§ Problem to work on: Look at each line below and count those with the word "println"; the answer is that number only.

§ Dataset entries:
☆ ☆ ☆ ☆ ☆ ☆ ☆
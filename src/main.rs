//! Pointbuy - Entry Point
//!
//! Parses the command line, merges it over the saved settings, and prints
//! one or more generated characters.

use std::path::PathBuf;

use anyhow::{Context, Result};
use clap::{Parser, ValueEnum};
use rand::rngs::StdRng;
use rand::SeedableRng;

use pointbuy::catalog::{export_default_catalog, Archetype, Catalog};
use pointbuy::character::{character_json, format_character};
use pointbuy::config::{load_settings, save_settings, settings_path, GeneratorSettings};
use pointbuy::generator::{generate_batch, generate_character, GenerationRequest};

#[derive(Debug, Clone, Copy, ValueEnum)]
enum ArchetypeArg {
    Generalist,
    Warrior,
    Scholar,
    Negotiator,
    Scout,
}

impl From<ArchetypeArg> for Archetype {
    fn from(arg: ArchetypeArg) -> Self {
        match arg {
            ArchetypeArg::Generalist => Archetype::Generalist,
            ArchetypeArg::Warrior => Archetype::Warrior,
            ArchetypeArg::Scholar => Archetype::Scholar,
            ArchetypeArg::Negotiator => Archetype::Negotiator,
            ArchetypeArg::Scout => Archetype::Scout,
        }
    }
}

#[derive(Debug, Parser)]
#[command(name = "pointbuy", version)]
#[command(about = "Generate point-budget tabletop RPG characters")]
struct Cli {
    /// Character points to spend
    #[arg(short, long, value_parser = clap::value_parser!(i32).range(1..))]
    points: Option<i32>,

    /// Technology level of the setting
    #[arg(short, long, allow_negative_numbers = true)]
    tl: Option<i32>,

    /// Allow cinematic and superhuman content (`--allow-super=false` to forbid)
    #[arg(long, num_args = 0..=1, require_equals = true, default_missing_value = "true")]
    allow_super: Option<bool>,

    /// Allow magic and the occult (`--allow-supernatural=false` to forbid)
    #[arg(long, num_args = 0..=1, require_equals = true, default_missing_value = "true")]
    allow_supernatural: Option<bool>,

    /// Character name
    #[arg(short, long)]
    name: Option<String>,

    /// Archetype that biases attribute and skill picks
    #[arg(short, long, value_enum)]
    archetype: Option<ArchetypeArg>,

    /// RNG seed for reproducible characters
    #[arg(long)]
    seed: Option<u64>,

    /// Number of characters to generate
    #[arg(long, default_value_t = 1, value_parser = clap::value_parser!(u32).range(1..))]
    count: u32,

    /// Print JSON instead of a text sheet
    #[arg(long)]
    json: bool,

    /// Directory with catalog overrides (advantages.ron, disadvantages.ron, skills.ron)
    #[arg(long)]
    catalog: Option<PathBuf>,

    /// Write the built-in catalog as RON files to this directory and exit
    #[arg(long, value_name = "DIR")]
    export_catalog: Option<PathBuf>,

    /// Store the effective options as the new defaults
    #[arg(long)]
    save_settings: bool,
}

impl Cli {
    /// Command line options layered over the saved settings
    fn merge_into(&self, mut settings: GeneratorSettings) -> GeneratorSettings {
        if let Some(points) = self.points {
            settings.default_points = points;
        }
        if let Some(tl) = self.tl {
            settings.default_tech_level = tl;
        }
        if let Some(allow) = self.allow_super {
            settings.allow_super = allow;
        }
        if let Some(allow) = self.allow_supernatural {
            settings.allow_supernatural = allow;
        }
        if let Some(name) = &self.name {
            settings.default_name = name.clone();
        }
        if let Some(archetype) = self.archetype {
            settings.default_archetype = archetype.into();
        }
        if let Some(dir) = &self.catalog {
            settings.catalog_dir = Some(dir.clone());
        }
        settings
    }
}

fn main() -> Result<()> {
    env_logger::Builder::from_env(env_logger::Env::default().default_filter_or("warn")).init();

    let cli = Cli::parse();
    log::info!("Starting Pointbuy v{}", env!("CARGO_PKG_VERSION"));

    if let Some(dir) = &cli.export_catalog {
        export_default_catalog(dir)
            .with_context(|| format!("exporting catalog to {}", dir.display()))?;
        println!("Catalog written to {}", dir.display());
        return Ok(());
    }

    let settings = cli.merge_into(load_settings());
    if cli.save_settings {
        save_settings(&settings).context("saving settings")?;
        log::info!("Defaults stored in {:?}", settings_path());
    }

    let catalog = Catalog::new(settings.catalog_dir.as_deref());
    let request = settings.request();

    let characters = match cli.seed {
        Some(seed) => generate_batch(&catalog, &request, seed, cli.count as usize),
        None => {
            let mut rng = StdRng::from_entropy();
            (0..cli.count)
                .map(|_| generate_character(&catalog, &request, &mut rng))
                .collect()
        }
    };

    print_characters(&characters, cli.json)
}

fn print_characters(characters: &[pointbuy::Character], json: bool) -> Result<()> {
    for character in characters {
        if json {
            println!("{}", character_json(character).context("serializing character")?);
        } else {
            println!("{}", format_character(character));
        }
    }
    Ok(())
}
☆ ☆ ☆ ☆ ☆ ☆ ☆
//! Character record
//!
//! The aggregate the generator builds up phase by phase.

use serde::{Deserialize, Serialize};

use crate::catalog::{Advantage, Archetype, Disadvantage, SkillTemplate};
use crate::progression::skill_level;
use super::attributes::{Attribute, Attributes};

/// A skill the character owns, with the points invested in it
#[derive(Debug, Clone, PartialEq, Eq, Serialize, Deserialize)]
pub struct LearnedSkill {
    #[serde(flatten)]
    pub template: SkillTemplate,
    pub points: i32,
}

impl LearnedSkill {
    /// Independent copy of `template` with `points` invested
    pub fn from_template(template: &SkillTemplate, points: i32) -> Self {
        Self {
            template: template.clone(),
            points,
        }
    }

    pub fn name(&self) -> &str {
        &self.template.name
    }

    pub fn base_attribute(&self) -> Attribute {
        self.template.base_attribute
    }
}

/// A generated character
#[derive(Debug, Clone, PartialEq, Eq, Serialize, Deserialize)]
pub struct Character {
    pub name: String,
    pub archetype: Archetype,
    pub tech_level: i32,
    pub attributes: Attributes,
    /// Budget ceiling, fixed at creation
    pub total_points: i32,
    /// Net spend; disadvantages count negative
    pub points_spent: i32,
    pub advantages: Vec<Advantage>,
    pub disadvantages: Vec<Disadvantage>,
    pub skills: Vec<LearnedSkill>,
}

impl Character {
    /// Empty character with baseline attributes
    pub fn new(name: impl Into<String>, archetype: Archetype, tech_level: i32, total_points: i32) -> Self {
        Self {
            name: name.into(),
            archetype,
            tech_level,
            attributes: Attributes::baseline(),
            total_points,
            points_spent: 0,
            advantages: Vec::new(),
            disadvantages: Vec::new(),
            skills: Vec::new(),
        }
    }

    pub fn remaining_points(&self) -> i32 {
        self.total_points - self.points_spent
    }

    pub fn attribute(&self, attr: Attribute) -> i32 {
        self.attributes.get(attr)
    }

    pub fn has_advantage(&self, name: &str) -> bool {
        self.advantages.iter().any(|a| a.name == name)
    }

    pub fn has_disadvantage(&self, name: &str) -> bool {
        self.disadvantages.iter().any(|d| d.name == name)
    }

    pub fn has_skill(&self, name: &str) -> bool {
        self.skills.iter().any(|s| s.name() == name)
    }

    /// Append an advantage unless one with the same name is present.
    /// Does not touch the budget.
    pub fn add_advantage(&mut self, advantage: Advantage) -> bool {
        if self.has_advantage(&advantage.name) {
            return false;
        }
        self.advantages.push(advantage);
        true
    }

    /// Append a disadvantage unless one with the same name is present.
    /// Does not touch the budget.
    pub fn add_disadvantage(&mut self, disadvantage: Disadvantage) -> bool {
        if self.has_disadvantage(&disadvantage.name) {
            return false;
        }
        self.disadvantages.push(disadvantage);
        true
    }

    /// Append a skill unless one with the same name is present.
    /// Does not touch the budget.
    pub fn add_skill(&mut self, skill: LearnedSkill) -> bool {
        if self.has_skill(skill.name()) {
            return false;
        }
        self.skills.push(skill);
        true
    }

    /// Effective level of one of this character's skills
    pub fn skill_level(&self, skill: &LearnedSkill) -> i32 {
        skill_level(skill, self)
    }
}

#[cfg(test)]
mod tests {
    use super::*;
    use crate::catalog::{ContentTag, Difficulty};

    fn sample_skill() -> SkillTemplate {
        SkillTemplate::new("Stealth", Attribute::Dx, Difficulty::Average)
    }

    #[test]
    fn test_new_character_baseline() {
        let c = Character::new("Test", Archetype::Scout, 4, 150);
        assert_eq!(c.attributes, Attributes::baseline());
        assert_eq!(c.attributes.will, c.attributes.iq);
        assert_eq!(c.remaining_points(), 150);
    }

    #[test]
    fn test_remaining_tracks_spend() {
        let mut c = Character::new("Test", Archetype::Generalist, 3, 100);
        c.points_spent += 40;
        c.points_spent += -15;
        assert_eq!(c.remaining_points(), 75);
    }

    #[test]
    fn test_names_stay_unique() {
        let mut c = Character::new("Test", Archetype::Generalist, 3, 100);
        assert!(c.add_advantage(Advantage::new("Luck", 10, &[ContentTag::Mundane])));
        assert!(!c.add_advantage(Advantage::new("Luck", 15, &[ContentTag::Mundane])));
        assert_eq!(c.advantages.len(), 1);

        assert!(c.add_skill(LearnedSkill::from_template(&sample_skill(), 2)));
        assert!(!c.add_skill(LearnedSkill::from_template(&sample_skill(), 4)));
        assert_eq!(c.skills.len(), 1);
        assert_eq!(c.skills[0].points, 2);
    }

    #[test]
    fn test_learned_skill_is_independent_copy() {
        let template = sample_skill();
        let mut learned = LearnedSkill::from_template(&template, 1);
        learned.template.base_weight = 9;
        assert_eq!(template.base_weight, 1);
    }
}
☆ ☆ ☆ ☆ ☆ ☆ ☆
§ Output below: 3